- **Your goal**: Starting at the line below that contains "if let Self::BadConfig(message)", print each line through the end of the records exactly as it appears.

*** Source material ***

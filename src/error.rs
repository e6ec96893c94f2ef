use std::{io, path::PathBuf};

use thiserror::Error;

use crate::{escape::EscapeError, lock::LockError, serial::error::DeviceError};

/// Errors thay may occur in this library.
///
/// Any of these reaching the top of the program is fatal.
/// Lock problems are normally handled within the watch loop and only show up
/// here from one-shot tools.
#[derive(Debug, Error)]
pub enum Error {
    /// The configuration (file or command line) is not usable.
    #[error("Bad configuration: {0}")]
    BadConfig(String),

    /// An initialization string could not be expanded.
    #[error("Bad initialization string")]
    Escape(#[from] EscapeError),

    /// The serial device failed.
    #[error("Device problem")]
    Device(#[from] DeviceError),

    /// Taking or giving back the lock failed.
    #[error("Lock problem")]
    Lock(#[from] LockError),

    /// The pid file could not be written.
    #[error("Could not write pid file `{path}`")]
    PidFile {
        /// Where the pid file should have been.
        path: PathBuf,

        /// The underlying problem.
        source: io::Error,
    },

    /// Detaching from the terminal failed.
    #[error("Could not run as a daemon")]
    Daemon(#[source] nix::Error),
}

impl Error {
    /// If this is a [`Error::BadConfig`], get the message.
    pub fn try_into_bad_config(self) -> Option<String> {
        if let Self::BadConfig(message) = self {
            Some(message)
        } else {
            None
        }
    }
}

***

- **The answer**:
        if let Self::BadConfig(message) = self {
            Some(message)
        } else {
            None
        }
    }
}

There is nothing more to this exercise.